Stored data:
use crate::control::Control;
use crate::field::Field;
use serde_json::Value;

/// BoundControl represents a control together with its field and current value
pub struct BoundControl<'a> {
	form_name: &'a str,
	name: &'a str,
	control: &'a Control,
	field: &'a Field,
	value: Option<Value>,
}

impl<'a> BoundControl<'a> {
	/// Bind a control to its field and value
	///
	/// # Examples
	///
	/// ```
	/// use formward_forms::{BoundControl, Control, Field};
	/// use serde_json::json;
	///
	/// let field = Field::string("email");
	/// let control = Control::line();
	///
	/// let bound = BoundControl::new("subscribe", "email", &control, &field, Some(json!("a@b.c")));
	/// assert_eq!(bound.name(), "email");
	/// assert_eq!(bound.value(), Some(&json!("a@b.c")));
	/// ```
	pub fn new(
		form_name: &'a str,
		name: &'a str,
		control: &'a Control,
		field: &'a Field,
		value: Option<Value>,
	) -> Self {
		Self {
			form_name,
			name,
			control,
			field,
			value,
		}
	}

	pub fn name(&self) -> &str {
		self.name
	}

	/// Get the HTML id attribute, scoped by form name
	///
	/// # Examples
	///
	/// ```
	/// use formward_forms::{BoundControl, Control, Field};
	///
	/// let field = Field::string("email");
	/// let control = Control::line();
	/// let bound = BoundControl::new("subscribe", "email", &control, &field, None);
	///
	/// assert_eq!(bound.id_for_label(), "subscribe_email");
	/// ```
	pub fn id_for_label(&self) -> String {
		if self.form_name.is_empty() {
			self.name.to_string()
		} else {
			format!("{}_{}", self.form_name, self.name)
		}
	}

	/// Control caption, then field caption, then the readable field name
	///
	/// # Examples
	///
	/// ```
	/// use formward_forms::{BoundControl, Control, Field};
	///
	/// let field = Field::string("code").with_caption("Post Code");
	/// let plain = Control::line();
	/// let labelled = Control::line().caption("ZIP");
	///
	/// assert_eq!(BoundControl::new("f", "code", &plain, &field, None).caption(), "Post Code");
	/// assert_eq!(BoundControl::new("f", "code", &labelled, &field, None).caption(), "ZIP");
	/// ```
	pub fn caption(&self) -> String {
		match &self.control.caption {
			Some(caption) => caption.clone(),
			None => self.field.caption(),
		}
	}

	pub fn value(&self) -> Option<&Value> {
		self.value.as_ref()
	}

	pub fn control(&self) -> &Control {
		self.control
	}

	pub fn field(&self) -> &Field {
		self.field
	}

	/// Whether the control must be filled in (required or mandatory)
	pub fn is_required(&self) -> bool {
		self.field.required || self.field.mandatory
	}

	pub fn is_disabled(&self) -> bool {
		self.control.disabled || self.field.read_only
	}
}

[TASK DESCRIPTION]: Reproduce every record exactly, line by line.

[ANSWER FOR THE TASK]:
use crate::control::Control;
use crate::field::Field;
use serde_json::Value;

/// BoundControl represents a control together with its field and current value
pub struct BoundControl<'a> {
	form_name: &'a str,
	name: &'a str,
	control: &'a Control,
	field: &'a Field,
	value: Option<Value>,
}

impl<'a> BoundControl<'a> {
	/// Bind a control to its field and value
	///
	/// # Examples
	///
	/// ```
	/// use formward_forms::{BoundControl, Control, Field};
	/// use serde_json::json;
	///
	/// let field = Field::string("email");
	/// let control = Control::line();
	///
	/// let bound = BoundControl::new("subscribe", "email", &control, &field, Some(json!("a@b.c")));
	/// assert_eq!(bound.name(), "email");
	/// assert_eq!(bound.value(), Some(&json!("a@b.c")));
	/// ```
	pub fn new(
		form_name: &'a str,
		name: &'a str,
		control: &'a Control,
		field: &'a Field,
		value: Option<Value>,
	) -> Self {
		Self {
			form_name,
			name,
			control,
			field,
			value,
		}
	}

	pub fn name(&self) -> &str {
		self.name
	}

	/// Get the HTML id attribute, scoped by form name
	///
	/// # Examples
	///
	/// ```
	/// use formward_forms::{BoundControl, Control, Field};
	///
	/// let field = Field::string("email");
	/// let control = Control::line();
	/// let bound = BoundControl::new("subscribe", "email", &control, &field, None);
	///
	/// assert_eq!(bound.id_for_label(), "subscribe_email");
	/// ```
	pub fn id_for_label(&self) -> String {
		if self.form_name.is_empty() {
			self.name.to_string()
		} else {
			format!("{}_{}", self.form_name, self.name)
		}
	}

	/// Control caption, then field caption, then the readable field name
	///
	/// # Examples
	///
	/// ```
	/// use formward_forms::{BoundControl, Control, Field};
	///
	/// let field = Field::string("code").with_caption("Post Code");
	/// let plain = Control::line();
	/// let labelled = Control::line().caption("ZIP");
	///
	/// assert_eq!(BoundControl::new("f", "code", &plain, &field, None).caption(), "Post Code");
	/// assert_eq!(BoundControl::new("f", "code", &labelled, &field, None).caption(), "ZIP");
	/// ```
	pub fn caption(&self) -> String {
		match &self.control.caption {
			Some(caption) => caption.clone(),
			None => self.field.caption(),
		}
	}

	pub fn value(&self) -> Option<&Value> {
		self.value.as_ref()
	}

	pub fn control(&self) -> &Control {
		self.control
	}

	pub fn field(&self) -> &Field {
		self.field
	}

	/// Whether the control must be filled in (required or mandatory)
	pub fn is_required(&self) -> bool {
		self.field.required || self.field.mandatory
	}

	pub fn is_disabled(&self) -> bool {
		self.control.disabled || self.field.read_only
	}
}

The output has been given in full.